SAF is a fuel made from waste feedstocks like forestry residues, municipal waste, or used cooking oils. It can be “dropped in” to the refueling systems already in place for the aircraft currently in service without requiring any changes. Compared to fossil jet fuel, SAF’s inputs and processes produce significantly fewer lifecycle emissions of greenhouse gases.

© Air New Zealand

Kiri Hannifin added:

“Globally, SAF is in very high demand but limited supply.”

“So much of what we rely on in Aotearoa is based on our magnificent natural assets including tourism and food production.”

New Zealand’s Phase and Proposals 

The working group is moving forward with two proposals as it enters phase two: one with Fulcrum BioEnergy and one with LanzaJet, both based in the United States.

The technical, financial, supply chain and environmental viability of establishing and operating a SAF production facility in New Zealand will be further evaluated in the following phase.

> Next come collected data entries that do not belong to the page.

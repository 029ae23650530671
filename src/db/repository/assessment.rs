use std::str::FromStr;

use rusqlite::{params, Connection, OptionalExtension};
use uuid::Uuid;

use super::{format_timestamp, parse_timestamp, parse_uuid};
use crate::db::DatabaseError;
use crate::models::*;

/// Persist an assessment and the observation it was scored from.
pub fn insert_assessment(
    conn: &Connection,
    assessment: &RiskAssessment,
    observation: &ClinicalObservation,
) -> Result<(), DatabaseError> {
    let observation_json = serde_json::to_string(observation)
        .map_err(|e| DatabaseError::ConstraintViolation(format!("observation encoding: {e}")))?;
    conn.execute(
        "INSERT INTO assessments (id, requested_by, observation_json, probability, label,
         confidence_percent, model_version, created_at)
         VALUES (?1, ?2, ?3, ?4, ?5, ?6, ?7, ?8)",
        params![
            assessment.id.to_string(),
            assessment.requested_by,
            observation_json,
            assessment.probability,
            assessment.label.as_str(),
            assessment.confidence_percent,
            assessment.model_version,
            format_timestamp(&assessment.created_at),
        ],
    )?;
    Ok(())
}

const SELECT_COLUMNS: &str = "SELECT id, requested_by, observation_json, probability, label,
    confidence_percent, model_version, created_at FROM assessments";

pub fn get_assessment(
    conn: &Connection,
    id: &Uuid,
) -> Result<Option<AssessmentRecord>, DatabaseError> {
    let row = conn
        .query_row(
            &format!("{SELECT_COLUMNS} WHERE id = ?1"),
            params![id.to_string()],
            read_row,
        )
        .optional()?;

    row.map(record_from_row).transpose()
}

/// Most recent first.
pub fn list_assessments_by_user(
    conn: &Connection,
    user_id: &str,
    limit: usize,
) -> Result<Vec<AssessmentRecord>, DatabaseError> {
    let mut stmt = conn.prepare(&format!(
        "{SELECT_COLUMNS} WHERE requested_by = ?1 ORDER BY created_at DESC LIMIT ?2"
    ))?;
    let rows = stmt.query_map(params![user_id, limit as i64], read_row)?;

    let mut records = Vec::new();
    for row in rows {
        records.push(record_from_row(row?)?);
    }
    Ok(records)
}

/// Counts over one user's assessments, or over everyone's when `user_id` is `None`.
pub fn assessment_statistics(
    conn: &Connection,
    user_id: Option<&str>,
) -> Result<AssessmentStatistics, DatabaseError> {
    let (total, diabetic, mean): (i64, i64, Option<f64>) = conn.query_row(
        "SELECT COUNT(*),
                COALESCE(SUM(CASE WHEN label = 'diabetic' THEN 1 ELSE 0 END), 0),
                AVG(probability)
         FROM assessments
         WHERE ?1 IS NULL OR requested_by = ?1",
        params![user_id],
        |row| Ok((row.get(0)?, row.get(1)?, row.get(2)?)),
    )?;

    Ok(AssessmentStatistics {
        total: total as u64,
        diabetic: diabetic as u64,
        non_diabetic: (total - diabetic) as u64,
        mean_probability: mean,
    })
}

struct AssessmentRow {
    id: String,
    requested_by: String,
    observation_json: String,
    probability: f64,
    label: String,
    confidence_percent: f64,
    model_version: String,
    created_at: String,
}

fn read_row(row: &rusqlite::Row<'_>) -> rusqlite::Result<AssessmentRow> {
    Ok(AssessmentRow {
        id: row.get(0)?,
        requested_by: row.get(1)?,
        observation_json: row.get(2)?,
        probability: row.get(3)?,
        label: row.get(4)?,
        confidence_percent: row.get(5)?,
        model_version: row.get(6)?,
        created_at: row.get(7)?,
    })
}

fn record_from_row(row: AssessmentRow) -> Result<AssessmentRecord, DatabaseError> {
    let observation: ClinicalObservation =
        serde_json::from_str(&row.observation_json).map_err(|e| DatabaseError::InvalidValue {
            field: "observation_json".into(),
            reason: e.to_string(),
        })?;

    Ok(AssessmentRecord {
        assessment: RiskAssessment {
            id: parse_uuid("id", &row.id)?,
            probability: row.probability,
            label: RiskLabel::from_str(&row.label)?,
            confidence_percent: row.confidence_percent,
            model_version: row.model_version,
            created_at: parse_timestamp("created_at", &row.created_at)?,
            requested_by: row.requested_by,
        },
        observation,
    })
}

#[cfg(test)]
mod tests {
    use super::*;
    use crate::db::sqlite::open_memory_database;
    use crate::pipeline::features::tests::sample_observation;
    use chrono::{Duration, Utc};

    fn make_assessment(user: &str, probability: f64) -> RiskAssessment {
        RiskAssessment {
            id: Uuid::new_v4(),
            probability,
            label: RiskLabel::from_probability(probability),
            confidence_percent: (probability.max(1.0 - probability) * 100.0).round(),
            model_version: "test-v1".into(),
            created_at: Utc::now(),
            requested_by: user.into(),
        }
    }

    #[test]
    fn insert_and_get_round_trip() {
        let conn = open_memory_database().unwrap();
        let assessment = make_assessment("user-1", 0.82);
        let observation = sample_observation();
        insert_assessment(&conn, &assessment, &observation).unwrap();

        let record = get_assessment(&conn, &assessment.id).unwrap().unwrap();
        assert_eq!(record.assessment, assessment);
        assert_eq!(record.observation, observation);
    }

    #[test]
    fn get_missing_returns_none() {
        let conn = open_memory_database().unwrap();
        assert!(get_assessment(&conn, &Uuid::new_v4()).unwrap().is_none());
    }

    #[test]
    fn assessments_are_append_only() {
        let conn = open_memory_database().unwrap();
        let assessment = make_assessment("user-1", 0.3);
        insert_assessment(&conn, &assessment, &sample_observation()).unwrap();

        let result = conn.execute(
            "UPDATE assessments SET probability = 0.9 WHERE id = ?1",
            params![assessment.id.to_string()],
        );
        assert!(result.is_err());
    }

    #[test]
    fn list_by_user_is_newest_first_and_scoped() {
        let conn = open_memory_database().unwrap();
        let mut older = make_assessment("alice", 0.2);
        older.created_at = Utc::now() - Duration::hours(1);
        let newer = make_assessment("alice", 0.7);
        let other = make_assessment("bob", 0.9);
        for a in [&older, &newer, &other] {
            insert_assessment(&conn, a, &sample_observation()).unwrap();
        }

        let listed = list_assessments_by_user(&conn, "alice", 10).unwrap();
        let ids: Vec<Uuid> = listed.iter().map(|r| r.assessment.id).collect();
        assert_eq!(ids, vec![newer.id, older.id]);
    }

    #[test]
    fn statistics_count_labels() {
        let conn = open_memory_database().unwrap();
        for p in [0.1, 0.5, 0.9] {
            insert_assessment(&conn, &make_assessment("u", p), &sample_observation()).unwrap();
        }
        let stats = assessment_statistics(&conn, None).unwrap();
        assert_eq!(stats.total, 3);
        assert_eq!(stats.diabetic, 2);
        assert_eq!(stats.non_diabetic, 1);
        assert!((stats.mean_probability.unwrap() - 0.5).abs() < 1e-9);
    }

    #[test]
    fn statistics_on_empty_history() {
        let conn = open_memory_database().unwrap();
        let stats = assessment_statistics(&conn, None).unwrap();
        assert_eq!(stats, AssessmentStatistics::default());
    }

    #[test]
    fn statistics_scoped_to_one_user() {
        let conn = open_memory_database().unwrap();
        for (user, p) in [("alice", 0.9), ("alice", 0.2), ("bob", 0.8)] {
            insert_assessment(&conn, &make_assessment(user, p), &sample_observation()).unwrap();
        }

        let alice = assessment_statistics(&conn, Some("alice")).unwrap();
        assert_eq!((alice.total, alice.diabetic, alice.non_diabetic), (2, 1, 1));

        let carol = assessment_statistics(&conn, Some("carol")).unwrap();
        assert_eq!(carol, AssessmentStatistics::default());

        assert_eq!(assessment_statistics(&conn, None).unwrap().total, 3);
    }
}
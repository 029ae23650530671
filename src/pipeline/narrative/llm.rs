//! LLM client seam and the OpenAI-compatible HTTP implementation.

use std::time::Duration;

use serde::{Deserialize, Serialize};
use thiserror::Error;

use crate::config::LlmSettings;

#[derive(Error, Debug, Clone, PartialEq)]
pub enum ServiceError {
    #[error("LLM request timed out after {0}s")]
    Timeout(u64),

    #[error("Cannot reach LLM service at {0}")]
    Connection(String),

    #[error("LLM service returned {status}: {body}")]
    Status { status: u16, body: String },

    #[error("Unreadable LLM response: {0}")]
    Parse(String),

    #[error("HTTP client error: {0}")]
    HttpClient(String),

    #[error("LLM service not configured (no API key)")]
    NotConfigured,
}

/// One completion request.
#[derive(Debug, Clone, PartialEq)]
pub struct LlmRequest<'a> {
    pub system: &'a str,
    pub user: &'a str,
    pub model: &'a str,
    pub temperature: f32,
    pub max_tokens: u32,
}

/// Text completion service (allows mocking).
pub trait LlmClient: Send + Sync {
    fn complete(&self, request: &LlmRequest<'_>) -> Result<String, ServiceError>;
}

/// Client for any `POST {base_url}/chat/completions` endpoint.
pub struct ChatCompletionClient {
    base_url: String,
    api_key: Option<String>,
    client: reqwest::blocking::Client,
    timeout_secs: u64,
}

impl ChatCompletionClient {
    pub fn new(settings: &LlmSettings) -> Result<Self, ServiceError> {
        let client = reqwest::blocking::Client::builder()
            .timeout(Duration::from_secs(settings.timeout_secs))
            .build()
            .map_err(|e| ServiceError::HttpClient(e.to_string()))?;

        Ok(Self {
            base_url: settings.base_url.trim_end_matches('/').to_string(),
            api_key: settings.api_key.clone().filter(|k| !k.trim().is_empty()),
            client,
            timeout_secs: settings.timeout_secs,
        })
    }

    pub fn is_configured(&self) -> bool {
        self.api_key.is_some()
    }
}

#[derive(Serialize)]
struct ChatMessage<'a> {
    role: &'a str,
    content: &'a str,
}

#[derive(Serialize)]
struct ChatCompletionRequest<'a> {
    model: &'a str,
    messages: [ChatMessage<'a>; 2],
    temperature: f32,
    max_tokens: u32,
}

#[derive(Deserialize)]
struct ChatCompletionResponse {
    choices: Vec<Choice>,
}

#[derive(Deserialize)]
struct Choice {
    message: ResponseMessage,
}

#[derive(Deserialize)]
struct ResponseMessage {
    #[serde(default)]
    content: Option<String>,
}

impl LlmClient for ChatCompletionClient {
    fn complete(&self, request: &LlmRequest<'_>) -> Result<String, ServiceError> {
        let api_key = self.api_key.as_deref().ok_or(ServiceError::NotConfigured)?;
        let url = format!("{}/chat/completions", self.base_url);
        let body = ChatCompletionRequest {
            model: request.model,
            messages: [
                ChatMessage {
                    role: "system",
                    content: request.system,
                },
                ChatMessage {
                    role: "user",
                    content: request.user,
                },
            ],
            temperature: request.temperature,
            max_tokens: request.max_tokens,
        };

        let response = self
            .client
            .post(&url)
            .bearer_auth(api_key)
            .json(&body)
            .send()
            .map_err(|e| {
                if e.is_timeout() {
                    ServiceError::Timeout(self.timeout_secs)
                } else if e.is_connect() {
                    ServiceError::Connection(self.base_url.clone())
                } else {
                    ServiceError::HttpClient(e.to_string())
                }
            })?;

        let status = response.status();
        if !status.is_success() {
            let body = response.text().unwrap_or_default();
            return Err(ServiceError::Status {
                status: status.as_u16(),
                body,
            });
        }

        let parsed: ChatCompletionResponse = response.json().map_err(|e| {
            if e.is_timeout() {
                ServiceError::Timeout(self.timeout_secs)
            } else {
                ServiceError::Parse(e.to_string())
            }
        })?;

        parsed
            .choices
            .into_iter()
            .next()
            .and_then(|c| c.message.content)
            .ok_or_else(|| ServiceError::Parse("response has no choices".into()))
    }
}

#[cfg(test)]
pub(crate) mod tests {
    use super::*;
    use std::sync::atomic::{AtomicUsize, Ordering};
    use std::sync::Mutex;

    /// Replays scripted outcomes in order; the last one repeats.
    pub(crate) struct ScriptedLlm {
        script: Vec<Result<String, ServiceError>>,
        pub(crate) calls: AtomicUsize,
        pub(crate) last_user_prompt: Mutex<Option<String>>,
    }

    impl ScriptedLlm {
        pub(crate) fn new(script: Vec<Result<String, ServiceError>>) -> Self {
            Self {
                script,
                calls: AtomicUsize::new(0),
                last_user_prompt: Mutex::new(None),
            }
        }

        pub(crate) fn always(text: &str) -> Self {
            Self::new(vec![Ok(text.to_string())])
        }

        pub(crate) fn failing() -> Self {
            Self::new(vec![Err(ServiceError::Timeout(30))])
        }

        pub(crate) fn call_count(&self) -> usize {
            self.calls.load(Ordering::SeqCst)
        }
    }

    impl LlmClient for ScriptedLlm {
        fn complete(&self, request: &LlmRequest<'_>) -> Result<String, ServiceError> {
            let n = self.calls.fetch_add(1, Ordering::SeqCst);
            *self.last_user_prompt.lock().unwrap() = Some(request.user.to_string());
            let idx = n.min(self.script.len().saturating_sub(1));
            self.script[idx].clone()
        }
    }

    #[test]
    fn missing_key_is_not_configured() {
        let client = ChatCompletionClient::new(&LlmSettings {
            api_key: None,
            ..LlmSettings::default()
        })
        .unwrap();
        assert!(!client.is_configured());

        let request = LlmRequest {
            system: "s",
            user: "u",
            model: "m",
            temperature: 0.1,
            max_tokens: 10,
        };
        assert_eq!(client.complete(&request), Err(ServiceError::NotConfigured));
    }

    #[test]
    fn blank_key_counts_as_missing() {
        let client = ChatCompletionClient::new(&LlmSettings {
            api_key: Some("   ".into()),
            ..LlmSettings::default()
        })
        .unwrap();
        assert!(!client.is_configured());
    }

    #[test]
    fn unreachable_service_is_an_error_not_a_panic() {
        let client = ChatCompletionClient::new(&LlmSettings {
            base_url: "http://127.0.0.1:1/v1/".into(),
            api_key: Some("test".into()),
            timeout_secs: 2,
            ..LlmSettings::default()
        })
        .unwrap();
        let request = LlmRequest {
            system: "s",
            user: "u",
            model: "m",
            temperature: 0.1,
            max_tokens: 10,
        };
        assert!(client.complete(&request).is_err());
    }

    #[test]
    fn response_parsing_reads_first_choice() {
        let parsed: ChatCompletionResponse = serde_json::from_str(
            r#"{"choices":[{"message":{"role":"assistant","content":"Hello"}}]}"#,
        )
        .unwrap();
        assert_eq!(parsed.choices[0].message.content.as_deref(), Some("Hello"));
    }
}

Kiri Hannifin, concluded by saying:

“Air New Zealand has a significant role to play in transitioning our economy to a lower carbon future and flying with SAF is a key part of this transition.”

“Māori and Iwi investment opportunities, provide energy security and energy independence which is something New Zealand doesn’t have.”

What do you think of Air New Zealand’s plans for sustainable aviation fuel? Let us know in the comments below!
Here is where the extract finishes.